# SUPPLIED INFORMATION
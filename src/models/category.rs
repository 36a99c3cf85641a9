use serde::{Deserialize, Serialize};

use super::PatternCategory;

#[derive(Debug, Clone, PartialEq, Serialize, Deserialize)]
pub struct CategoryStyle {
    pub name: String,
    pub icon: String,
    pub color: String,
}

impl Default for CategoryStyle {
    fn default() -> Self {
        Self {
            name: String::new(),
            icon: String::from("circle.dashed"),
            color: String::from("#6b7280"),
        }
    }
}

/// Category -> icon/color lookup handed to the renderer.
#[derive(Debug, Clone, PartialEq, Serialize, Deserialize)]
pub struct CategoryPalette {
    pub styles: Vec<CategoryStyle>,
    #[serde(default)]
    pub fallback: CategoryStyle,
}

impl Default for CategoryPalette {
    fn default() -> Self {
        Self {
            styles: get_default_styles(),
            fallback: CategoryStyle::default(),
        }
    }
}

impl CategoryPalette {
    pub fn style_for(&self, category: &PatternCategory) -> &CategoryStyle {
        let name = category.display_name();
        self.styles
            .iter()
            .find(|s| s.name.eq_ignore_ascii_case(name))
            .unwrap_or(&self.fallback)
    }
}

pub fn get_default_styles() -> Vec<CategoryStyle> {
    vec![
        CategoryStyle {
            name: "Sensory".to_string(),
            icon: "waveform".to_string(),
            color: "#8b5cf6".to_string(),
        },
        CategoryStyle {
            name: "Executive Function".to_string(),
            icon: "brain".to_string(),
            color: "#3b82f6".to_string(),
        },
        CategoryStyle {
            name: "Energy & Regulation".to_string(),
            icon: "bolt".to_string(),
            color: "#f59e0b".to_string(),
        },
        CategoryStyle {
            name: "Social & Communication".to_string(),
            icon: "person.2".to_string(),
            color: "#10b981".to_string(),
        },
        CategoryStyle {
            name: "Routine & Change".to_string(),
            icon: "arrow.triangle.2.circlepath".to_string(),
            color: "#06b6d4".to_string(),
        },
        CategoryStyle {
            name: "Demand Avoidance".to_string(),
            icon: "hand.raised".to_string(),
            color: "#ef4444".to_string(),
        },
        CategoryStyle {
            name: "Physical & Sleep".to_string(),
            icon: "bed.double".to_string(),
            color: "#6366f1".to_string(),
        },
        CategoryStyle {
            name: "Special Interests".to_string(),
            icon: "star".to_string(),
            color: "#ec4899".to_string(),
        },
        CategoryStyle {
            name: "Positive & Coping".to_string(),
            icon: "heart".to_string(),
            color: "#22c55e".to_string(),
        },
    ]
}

...

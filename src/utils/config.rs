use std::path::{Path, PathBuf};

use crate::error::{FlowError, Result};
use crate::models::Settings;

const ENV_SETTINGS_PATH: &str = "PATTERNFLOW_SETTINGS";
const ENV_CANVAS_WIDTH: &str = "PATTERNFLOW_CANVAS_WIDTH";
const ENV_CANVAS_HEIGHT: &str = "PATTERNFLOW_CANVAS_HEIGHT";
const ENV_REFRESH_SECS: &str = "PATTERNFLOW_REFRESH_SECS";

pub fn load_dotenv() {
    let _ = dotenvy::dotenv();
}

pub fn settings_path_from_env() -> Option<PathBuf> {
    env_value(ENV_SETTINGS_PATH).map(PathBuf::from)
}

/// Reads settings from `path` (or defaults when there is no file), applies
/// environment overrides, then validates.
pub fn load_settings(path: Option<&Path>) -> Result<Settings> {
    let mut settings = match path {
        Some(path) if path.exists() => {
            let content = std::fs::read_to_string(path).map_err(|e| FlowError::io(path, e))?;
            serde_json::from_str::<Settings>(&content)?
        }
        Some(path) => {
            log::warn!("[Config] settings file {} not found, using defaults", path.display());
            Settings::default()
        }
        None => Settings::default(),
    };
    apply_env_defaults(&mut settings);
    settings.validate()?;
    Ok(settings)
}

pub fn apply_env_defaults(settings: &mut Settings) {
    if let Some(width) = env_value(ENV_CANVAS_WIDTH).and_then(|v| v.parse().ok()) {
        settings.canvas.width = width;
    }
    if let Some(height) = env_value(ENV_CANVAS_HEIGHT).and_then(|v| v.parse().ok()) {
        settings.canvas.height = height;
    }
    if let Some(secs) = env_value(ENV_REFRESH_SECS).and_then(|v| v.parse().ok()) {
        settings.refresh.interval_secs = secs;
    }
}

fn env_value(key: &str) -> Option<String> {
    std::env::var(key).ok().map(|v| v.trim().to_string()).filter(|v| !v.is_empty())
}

# REQUIRED WORK
Please give back exactly the lines of this listing beginning at the line with "pub fn load_settings(path: Option<&Path>)" and ending with the line with "pub fn apply_env_defaults(settings: &mut", both included, and nothing else.

# REPLY TO THE EXERCISE
pub fn load_settings(path: Option<&Path>) -> Result<Settings> {
    let mut settings = match path {
        Some(path) if path.exists() => {
            let content = std::fs::read_to_string(path).map_err(|e| FlowError::io(path, e))?;
            serde_json::from_str::<Settings>(&content)?
        }
        Some(path) => {
            log::warn!("[Config] settings file {} not found, using defaults", path.display());
            Settings::default()
        }
        None => Settings::default(),
    };
    apply_env_defaults(&mut settings);
    settings.validate()?;
    Ok(settings)
}

pub fn apply_env_defaults(settings: &mut Settings) {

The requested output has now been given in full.